The background section of the patent  elaborates on the challenges and existing methods related to classifying documents based on certain properties, such as content relevance to specific topics or the presence of undesirable material like pornography or violence. The document discusses:

  1. Necessity for Classification: It highlights the importance of classifying documents (e.g., web pages, sites) to manage and filter content effectively. For instance, financial websites might want to prominently display documents with detailed business performance, while educational or family-oriented services might seek to exclude explicit content.
  2. Existing Classification Techniques: The background describes various approaches to document classification, including:
    • Manual Classification: Using human raters to categorize documents based on the presence of specified properties. While accurate, this method is impractical for the vast number of documents on the web due to its time-consuming nature.
    • Automatic Classifiers: Employing automated systems to identify documents likely containing specified properties by examining content types (text, images, etc.). These systems often lack the confidence level needed for decisive action, especially at a granular level (e.g., individual pages within a site).
  3. Challenges in Classification: The text details the inherent difficulties in classifying documents accurately at scale. It mentions the inadequacy of conventional automatic classifiers in providing sufficiently confident likelihoods of a document having a particular property. This challenge is compounded when actions based on classification (like content filtering) need to be made with high confidence, especially when affecting entire sites or large collections of content.
  4. Site-level vs.
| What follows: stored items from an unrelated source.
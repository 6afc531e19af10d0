//! Output formatting: table, JSON, YAML, plain.
//!
//! Renders data in the format selected by `--output`. Table uses
//! `tabled`, structured formats use serde, plain emits one identifier
//! per line.

use std::io::{self, Write};

use tabled::{Table, Tabled, settings::Style};

use crate::cli::OutputFormat;

/// Render a list of serde-serializable + tabled items in the chosen format.
///
/// - `table`: uses the `Tabled` derive to build a pretty table
/// - `json` / `json-compact`: serializes the original data via serde
/// - `yaml`: serializes via serde_yaml
/// - `plain`: calls `id_fn` on each item to emit one identifier per line
pub fn render_list<T, R>(
    format: OutputFormat,
    data: &[T],
    to_row: impl Fn(&T) -> R,
    id_fn: impl Fn(&T) -> String,
) -> String
where
    T: serde::Serialize,
    R: Tabled,
{
    match format {
        OutputFormat::Table => {
            let rows: Vec<R> = data.iter().map(to_row).collect();
            render_table(&rows)
        }
        OutputFormat::Json => render_json_pretty(data),
        OutputFormat::JsonCompact => render_json_compact(data),
        OutputFormat::Yaml => render_yaml(data),
        OutputFormat::Plain => data.iter().map(&id_fn).collect::<Vec<_>>().join("\n"),
    }
}

/// Print the rendered output to stdout, respecting quiet mode.
pub fn print_output(output: &str, quiet: bool) {
    if quiet || output.is_empty() {
        return;
    }
    let mut stdout = io::stdout().lock();
    let _ = writeln!(stdout, "{output}");
}

/// Print a success confirmation to stderr unless quiet.
pub fn confirm(message: &str, quiet: bool) {
    if !quiet {
        eprintln!("{message}");
    }
}

// ── Format-specific renderers ────────────────────────────────────────

fn render_table<R: Tabled>(rows: &[R]) -> String {
    Table::new(rows).with(Style::rounded()).to_string()
}

pub(crate) fn render_json_pretty<T: serde::Serialize + ?Sized>(data: &T) -> String {
    serde_json::to_string_pretty(data).expect("serialization should not fail")
}

pub(crate) fn render_json_compact<T: serde::Serialize + ?Sized>(data: &T) -> String {
    serde_json::to_string(data).expect("serialization should not fail")
}

pub(crate) fn render_yaml<T: serde::Serialize + ?Sized>(data: &T) -> String {
    serde_yaml::to_string(data).expect("serialization should not fail")
}
// Wire types for the catalog REST API.
//
// The service speaks a loose Mason-flavored JSON dialect: collections
// arrive under entity-specific keys (`products`, `items`, `options`,
// `orders`), product and manufacturer summaries carry `@controls`
// hypermedia maps pointing at their detail routes, and the manufacturer
// detail nests its record as a single-element sequence. Everything here
// is deserialized tolerantly — unknown fields ignored, most values
// optional — so a schema drift on the server degrades a field, not the
// whole collection.

use std::collections::HashMap;

use rust_decimal::Decimal;
use serde::{Deserialize, Serialize};

// ── Hypermedia controls ─────────────────────────────────────────────

/// A single Mason control: `{"href": "...", "method": ..., "title": ...}`.
#[derive(Debug, Clone, Deserialize)]
pub struct Control {
    pub href: String,
    #[serde(default)]
    pub method: Option<String>,
    #[serde(default)]
    pub title: Option<String>,
}

/// The `@controls` map attached to collection summaries.
#[derive(Debug, Clone, Default, Deserialize)]
#[serde(transparent)]
pub struct Controls(pub HashMap<String, Control>);

impl Controls {
    /// Look up the href for a relation, e.g. `self` or `storage:manufacturer`.
    pub fn link(&self, rel: &str) -> Option<&str> {
        self.0.get(rel).map(|c| c.href.as_str())
    }
}

// ── Products ────────────────────────────────────────────────────────

/// Collection entry: id + name + the `self` link used for detail resolution.
#[derive(Debug, Clone, Deserialize)]
pub struct ProductSummary {
    pub id: i64,
    #[serde(default)]
    pub name: Option<String>,
    #[serde(rename = "@controls", default)]
    pub controls: Controls,
}

#[derive(Debug, Clone, Deserialize)]
pub struct ProductCollection {
    #[serde(default)]
    pub products: Vec<ProductSummary>,
}

/// An option embedded in a product detail record (read-only). The wire
/// names carry an `option_` prefix to distinguish them from the parent
/// product's own fields.
#[derive(Debug, Clone, Serialize, Deserialize)]
pub struct ProductOptionRecord {
    #[serde(rename = "option_id")]
    pub id: i64,
    #[serde(rename = "option_name", default)]
    pub name: Option<String>,
    #[serde(rename = "option_image", default)]
    pub image: Option<String>,
}

/// Fully resolved product record, as served by the detail route.
#[derive(Debug, Clone, Serialize, Deserialize)]
pub struct ProductRecord {
    pub id: i64,
    #[serde(default)]
    pub name: Option<String>,
    #[serde(default)]
    pub description: Option<String>,
    #[serde(default)]
    pub manufacturer_id: Option<i64>,
    #[serde(default)]
    pub manufacturer_name: Option<String>,
    #[serde(default)]
    pub sku: Option<String>,
    #[serde(default)]
    pub quantity: Option<u32>,
    #[serde(default)]
    pub image: Option<String>,
    #[serde(default, with = "rust_decimal::serde::float_option")]
    pub price: Option<Decimal>,
    #[serde(default)]
    pub width: Option<f64>,
    /// Raw timestamp string — the server renders `YYYY-MM-DD HH:MM:SS`
    /// while clients write RFC-3339; `shopsync-core` parses both.
    #[serde(default)]
    pub date_added: Option<String>,
    #[serde(default)]
    pub options: Vec<ProductOptionRecord>,
}

/// Create payload. Field names match the POST contract, including the
/// camelCase `manufacturerId` and the `selectedOptions` id list the
/// server requires (empty when no options are attached at creation).
#[derive(Debug, Clone, Serialize)]
pub struct NewProduct {
    pub name: String,
    pub description: String,
    pub sku: String,
    #[serde(rename = "manufacturerId")]
    pub manufacturer_id: i64,
    pub quantity: u32,
    pub image: String,
    #[serde(with = "rust_decimal::serde::float")]
    pub price: Decimal,
    pub width: f64,
    /// Client-generated at creation time, UTC, RFC-3339 with an explicit
    /// `+00:00` offset.
    pub date_added: String,
    #[serde(rename = "selectedOptions")]
    pub selected_options: Vec<i64>,
}

/// Update payload. Uses the same canonical field names as create/read;
/// the manufacturer reference and creation timestamp are not editable.
#[derive(Debug, Clone, Serialize)]
pub struct ProductUpdate {
    pub name: String,
    pub description: String,
    pub sku: String,
    pub quantity: u32,
    pub image: String,
    #[serde(with = "rust_decimal::serde::float")]
    pub price: Decimal,
    pub width: f64,
}

// ── Manufacturers ───────────────────────────────────────────────────

/// Collection entry. Summaries omit the id and image — both only appear
/// in the detail record behind the `storage:manufacturer` link.
#[derive(Debug, Clone, Deserialize)]
pub struct ManufacturerSummary {
    #[serde(default)]
    pub name: Option<String>,
    #[serde(default)]
    pub description: Option<String>,
    #[serde(rename = "@controls", default)]
    pub controls: Controls,
}

#[derive(Debug, Clone, Deserialize)]
pub struct ManufacturerCollection {
    #[serde(default)]
    pub items: Vec<ManufacturerSummary>,
}

#[derive(Debug, Clone, Serialize, Deserialize)]
pub struct ManufacturerRecord {
    pub id: i64,
    #[serde(default)]
    pub name: Option<String>,
    #[serde(default)]
    pub image: Option<String>,
    #[serde(default)]
    pub description: Option<String>,
}

/// Detail envelope: the record arrives nested one level down, as a
/// single-element sequence under a `manufacturer` key.
#[derive(Debug, Clone, Deserialize)]
pub struct ManufacturerDetail {
    #[serde(default)]
    pub manufacturer: Vec<ManufacturerRecord>,
}

#[derive(Debug, Clone, Serialize)]
pub struct NewManufacturer {
    pub name: String,
    pub image: String,
    pub description: String,
}

#[derive(Debug, Clone, Serialize)]
pub struct ManufacturerUpdate {
    pub name: String,
    pub description: String,
    pub image: String,
}

// ── Options ─────────────────────────────────────────────────────────

#[derive(Debug, Clone, Serialize, Deserialize)]
pub struct OptionRecord {
    pub id: i64,
    #[serde(default)]
    pub name: Option<String>,
    #[serde(default)]
    pub image: Option<String>,
}

#[derive(Debug, Clone, Deserialize)]
pub struct OptionCollection {
    #[serde(default)]
    pub options: Vec<OptionRecord>,
}

#[derive(Debug, Clone, Serialize)]
pub struct NewOption {
    pub name: String,
    pub image: String,
}

#[derive(Debug, Clone, Serialize)]
pub struct OptionUpdate {
    pub name: String,
    pub image: String,
}

// ── Orders ──────────────────────────────────────────────────────────

/// Read-only customer order. Served without hypermedia controls and
/// without an id; the collection is display-only.
#[derive(Debug, Clone, Serialize, Deserialize)]
pub struct OrderRecord {
    #[serde(default)]
    pub firstname: Option<String>,
    #[serde(default)]
    pub email: Option<String>,
    #[serde(default)]
    pub telephone: Option<String>,
    #[serde(default)]
    pub payment_address_1: Option<String>,
    #[serde(default)]
    pub payment_city: Option<String>,
    #[serde(default)]
    pub payment_postcode: Option<String>,
    #[serde(default)]
    pub payment_country: Option<String>,
    #[serde(default, with = "rust_decimal::serde::float_option")]
    pub total: Option<Decimal>,
    #[serde(default)]
    pub date_added: Option<String>,
}

#[derive(Debug, Clone, Deserialize)]
pub struct OrderCollection {
    #[serde(default)]
    pub orders: Vec<OrderRecord>,
}
//! Configuration command handlers. These run without a console.

use shopsync_config::{Config, Profile};

use crate::cli::{ConfigArgs, ConfigCommand, GlobalOpts};
use crate::error::CliError;
use crate::output;

pub fn handle(args: ConfigArgs, global: &GlobalOpts) -> Result<(), CliError> {
    match args.command {
        ConfigCommand::Init {
            api_url,
            access_key,
            name,
        } => {
            let mut config = shopsync_config::load_config_or_default();
            config.profiles.insert(
                name.clone(),
                Profile {
                    api_url,
                    access_key,
                    timeout: None,
                },
            );
            if config.default_profile.is_none() {
                config.default_profile = Some(name.clone());
            }
            let path = shopsync_config::save_config(&config)?;
            output::confirm(
                &format!("Profile '{name}' written to {}", path.display()),
                global.quiet,
            );
            Ok(())
        }

        ConfigCommand::Show => {
            let mut config = shopsync_config::load_config_or_default();
            // Never print stored credentials.
            for profile in config.profiles.values_mut() {
                if profile.access_key.is_some() {
                    profile.access_key = Some("***".into());
                }
            }
            print_toml(&config, global.quiet)?;
            Ok(())
        }

        ConfigCommand::Path => {
            output::print_output(
                &shopsync_config::config_path().display().to_string(),
                global.quiet,
            );
            Ok(())
        }
    }
}

fn print_toml(config: &Config, quiet: bool) -> Result<(), CliError> {
    let rendered = toml::to_string_pretty(config).map_err(|e| CliError::Validation {
        field: "config".into(),
        reason: e.to_string(),
    })?;
    output::print_output(&rendered, quiet);
    Ok(())
}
Page-level Classification: An important consideration is whether to classify at the site level or the individual page level. Site-level actions affect all pages of a site and thus require very high confidence, while page-level classification can be more granular but is challenging due to the lesser amount of information available for each page.

Claims

The patent US8713007B1 encompasses claims centered around methods, systems, and apparatuses for classifying documents using multiple classifiers. The claims detail a structured approach to evaluate and categorize documents based on their likelihood of possessing specified properties. Here’s a concise summary of the key claims:

  • Classifying Documents: The patent claims methods for classifying a collection of documents by applying multiple classifiers to each document. Each classifier provides a score reflecting the likelihood of the document having a specified property. These scores are combined using a model that employs monotonic regression, resulting in a classification based on the aggregated score.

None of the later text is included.